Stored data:
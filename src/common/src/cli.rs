use clap::{Args, Subcommand};
use std::path::PathBuf;

/// Common CLI arguments shared across all binaries
#[derive(Args, Debug, Clone, Default)]
pub struct CommonArgs {
    #[arg(long, global = true, help = "Configuration file path")]
    pub config: Option<PathBuf>,

    #[arg(short, long, global = true, help = "Enable verbose logging")]
    pub verbose: bool,

    #[arg(short, long, global = true, help = "Enable quiet mode (minimal output)")]
    pub quiet: bool,
}

/// Subcommands that only inspect configuration and never touch the store
#[derive(Subcommand, Debug, Clone)]
pub enum CommonCommands {
    /// Show current configuration and exit
    Config {
        #[arg(long, help = "Show configuration in JSON format")]
        json: bool,
    },
    /// Validate configuration and exit
    Validate,
    /// Show version information and exit
    Version,
}

/// Utility functions for CLI operations
pub mod utils {
    use super::*;
    use crate::config::Configuration;
    use anyhow::{Context, Result};
    use tracing_subscriber::EnvFilter;

    /// Log level implied by the CLI flags; `--quiet` wins over `--verbose`
    pub fn log_level(args: &CommonArgs) -> &'static str {
        if args.quiet {
            "warn"
        } else if args.verbose {
            "debug"
        } else {
            "info"
        }
    }

    /// Initialize logging based on CLI arguments; `RUST_LOG` takes precedence
    pub fn init_logging(args: &CommonArgs) {
        let filter = EnvFilter::try_from_default_env()
            .unwrap_or_else(|_| EnvFilter::new(log_level(args)));

        let _ = tracing_subscriber::fmt()
            .with_env_filter(filter)
            .with_writer(std::io::stderr)
            .try_init();
    }

    /// Load configuration with optional override from CLI
    pub fn load_config(config_path: Option<&PathBuf>) -> Result<Configuration> {
        match config_path {
            Some(path) => {
                log::info!("Loading configuration from: {}", path.display());
                Configuration::load_from_path(path).context("Failed to load configuration")
            }
            None => Configuration::load().context("Failed to load configuration"),
        }
    }

    /// Display configuration in human-readable or JSON format
    pub fn display_config(config: &Configuration, json: bool) -> Result<()> {
        if json {
            let json = serde_json::to_string_pretty(config)
                .context("Failed to serialize configuration to JSON")?;
            println!("{json}");
        } else {
            let sweep = &config.sweep;
            println!("Reaper Configuration:");
            println!("=====================");
            println!("Storage DSN: {}", config.storage.dsn);
            println!("Delete concurrency: {}", sweep.delete_concurrency);
            println!("Dataset concurrency: {}", sweep.dataset_concurrency);
            println!("Scoped listing: {}", sweep.scoped_listing);
            println!("Verify after delete: {}", sweep.verify_after_delete);
            println!("Revalidate before delete: {}", sweep.revalidate_before_delete);
            println!("Dry run: {}", sweep.dry_run);
            println!(
                "Retry: {} attempts, {:?} initial delay, {:?} max delay, x{}",
                sweep.retry.max_attempts,
                sweep.retry.initial_delay,
                sweep.retry.max_delay,
                sweep.retry.backoff_multiplier
            );
        }
        Ok(())
    }

    /// Validate configuration and report any issues
    pub fn validate_config(config: &Configuration) -> Result<()> {
        log::info!("Validating configuration...");
        config.validate().context("Invalid configuration")?;
        crate::storage::StorageDsn::parse(&config.storage.dsn).context("Invalid storage DSN")?;
        log::info!("Configuration validation passed");
        Ok(())
    }

    /// Handle commands that don't require a store
    pub fn handle_common_command(command: &CommonCommands, config: &Configuration) -> Result<()> {
        match command {
            CommonCommands::Config { json } => display_config(config, *json),
            CommonCommands::Validate => validate_config(config),
            CommonCommands::Version => {
                println!("{}", version_info());
                Ok(())
            }
        }
    }

    /// Standard version information
    pub fn version_info() -> String {
        format!(
            "{} {} ({})",
            env!("CARGO_PKG_NAME"),
            env!("CARGO_PKG_VERSION"),
            env!("CARGO_PKG_RUST_VERSION")
        )
    }
}
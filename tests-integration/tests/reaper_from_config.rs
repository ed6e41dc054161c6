//! Reaper construction from configuration
//!
//! Builds the reaper the way the binary does, from a storage DSN, and runs a
//! full delete/gc cycle through the `object_store` adapter.

use anyhow::Result;
use reaper::testing::create_dataset;
use reaper::{DatasetId, KeyValueStore, Reaper};
use tempfile::TempDir;
use tests_integration::{create_test_config, init_test_logging};

#[tokio::test]
async fn test_memory_dsn() -> Result<()> {
    init_test_logging();

    let config = create_test_config();
    let reaper = Reaper::from_config(&config)?;

    create_dataset(reaper.store().as_ref(), "dataset").await?;
    assert_eq!(reaper.list_datasets().await?, vec![DatasetId::new("dataset")?]);

    reaper.delete_dataset(&DatasetId::new("dataset")?).await?;
    assert!(reaper.store().keys(None).await?.is_empty());
    Ok(())
}

#[tokio::test]
async fn test_file_dsn_survives_restart() -> Result<()> {
    init_test_logging();

    let temp_dir = TempDir::new()?;
    let mut config = create_test_config();
    config.storage.dsn = format!("file://{}", temp_dir.path().display());

    {
        let reaper = Reaper::from_config(&config)?;
        create_dataset(reaper.store().as_ref(), "first").await?;
        create_dataset(reaper.store().as_ref(), "second").await?;
        reaper
            .store()
            .put("first/core/orphan.parquet", bytes::Bytes::from_static(b"x"))
            .await?;
    }

    // A fresh reaper over the same directory sees what the first one wrote.
    let reaper = Reaper::from_config(&config)?;
    let datasets = reaper.list_datasets().await?;
    assert_eq!(
        datasets,
        vec![DatasetId::new("first")?, DatasetId::new("second")?]
    );

    let gc = reaper.garbage_collect(&DatasetId::new("first")?).await?;
    assert_eq!(gc.deleted, vec!["first/core/orphan.parquet"]);

    let results = reaper.delete_datasets(&datasets).await;
    assert!(results.iter().all(|(_, result)| result.is_ok()));
    assert!(reaper.list_datasets().await?.is_empty());
    assert!(reaper.store().keys(None).await?.is_empty());

    let summary = reaper.metrics().summary();
    assert_eq!(summary.datasets_deleted, 2);
    assert_eq!(summary.orphans_deleted, 1);
    Ok(())
}
use std::sync::Arc;

use anyhow::{Context, Result};
use common::Configuration;
use common::config::SweepConfig;
use common::storage::create_object_store;
use futures::StreamExt;

use crate::catalog::{MetadataCatalog, StoreMetadataCatalog};
use crate::deletion::{DatasetDeleter, DeletionReport};
use crate::error::SweepError;
use crate::gc::{GarbageCollector, GcPlan, GcReport};
use crate::metrics::ReaperMetrics;
use crate::namespace::DatasetId;
use crate::store::{KeyValueStore, ObjectStoreAdapter, StoreError};

/// Entry point for deleting and garbage collecting datasets in one store.
///
/// Operations on distinct datasets may run concurrently; operations on the
/// same dataset rely on per-key idempotence only.
pub struct Reaper {
    store: Arc<dyn KeyValueStore>,
    deleter: DatasetDeleter,
    collector: GarbageCollector,
    config: SweepConfig,
    metrics: ReaperMetrics,
}

impl Reaper {
    pub fn new(
        store: Arc<dyn KeyValueStore>,
        catalog: Arc<dyn MetadataCatalog>,
        config: SweepConfig,
    ) -> Self {
        let metrics = ReaperMetrics::new();
        let deleter = DatasetDeleter::new(store.clone(), catalog.clone(), config.clone())
            .with_metrics(metrics.clone());
        let collector = GarbageCollector::new(store.clone(), catalog, config.clone())
            .with_metrics(metrics.clone());

        Self {
            store,
            deleter,
            collector,
            config,
            metrics,
        }
    }

    /// Build a reaper over the configured object store, reading metadata from
    /// the same store.
    pub fn from_config(config: &Configuration) -> Result<Self> {
        let object_store = create_object_store(&config.storage)
            .with_context(|| format!("Failed to open storage '{}'", config.storage.dsn))?;

        let store: Arc<dyn KeyValueStore> = Arc::new(
            ObjectStoreAdapter::new(object_store).with_retry(config.sweep.retry.clone()),
        );
        let catalog = Arc::new(StoreMetadataCatalog::new(store.clone()));

        tracing::info!(
            dsn = %config.storage.dsn,
            dry_run = config.sweep.dry_run,
            "Reaper initialized"
        );

        Ok(Self::new(store, catalog, config.sweep.clone()))
    }

    pub fn store(&self) -> &Arc<dyn KeyValueStore> {
        &self.store
    }

    pub fn config(&self) -> &SweepConfig {
        &self.config
    }

    pub fn metrics(&self) -> &ReaperMetrics {
        &self.metrics
    }

    pub async fn delete_dataset(
        &self,
        dataset_id: &DatasetId,
    ) -> Result<DeletionReport, SweepError> {
        self.deleter.delete_dataset(dataset_id).await
    }

    pub async fn garbage_collect(&self, dataset_id: &DatasetId) -> Result<GcReport, SweepError> {
        self.collector.garbage_collect(dataset_id).await
    }

    pub async fn find_orphans(&self, dataset_id: &DatasetId) -> Result<GcPlan, SweepError> {
        self.collector.find_orphans(dataset_id).await
    }

    /// Delete several datasets, at most `dataset_concurrency` at a time.
    ///
    /// Results are returned in input order, one per id.
    pub async fn delete_datasets(
        &self,
        dataset_ids: &[DatasetId],
    ) -> Vec<(DatasetId, Result<DeletionReport, SweepError>)> {
        futures::stream::iter(dataset_ids)
            .map(|dataset_id| async move {
                (dataset_id.clone(), self.delete_dataset(dataset_id).await)
            })
            .buffered(self.config.dataset_concurrency.max(1))
            .collect()
            .await
    }

    /// Garbage collect several datasets, at most `dataset_concurrency` at a
    /// time. Results are returned in input order, one per id.
    pub async fn garbage_collect_datasets(
        &self,
        dataset_ids: &[DatasetId],
    ) -> Vec<(DatasetId, Result<GcReport, SweepError>)> {
        futures::stream::iter(dataset_ids)
            .map(|dataset_id| async move {
                (dataset_id.clone(), self.garbage_collect(dataset_id).await)
            })
            .buffered(self.config.dataset_concurrency.max(1))
            .collect()
            .await
    }

    /// Datasets that have a metadata key in the store, sorted.
    pub async fn list_datasets(&self) -> Result<Vec<DatasetId>, StoreError> {
        let keys = self.store.keys(None).await?;

        let mut datasets: Vec<DatasetId> = keys
            .iter()
            .filter_map(|key| DatasetId::from_metadata_key(key))
            .collect();
        datasets.sort();
        datasets.dedup();

        tracing::debug!(datasets = datasets.len(), keys = keys.len(), "Listed datasets");
        Ok(datasets)
    }
}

REQUIREMENT:
Look over the entries above. Copy every line that contains the word "Invalid".

EXERCISE OUTPUT:
        config.validate().context("Invalid configuration")?;
        crate::storage::StorageDsn::parse(&config.storage.dsn).context("Invalid storage DSN")?;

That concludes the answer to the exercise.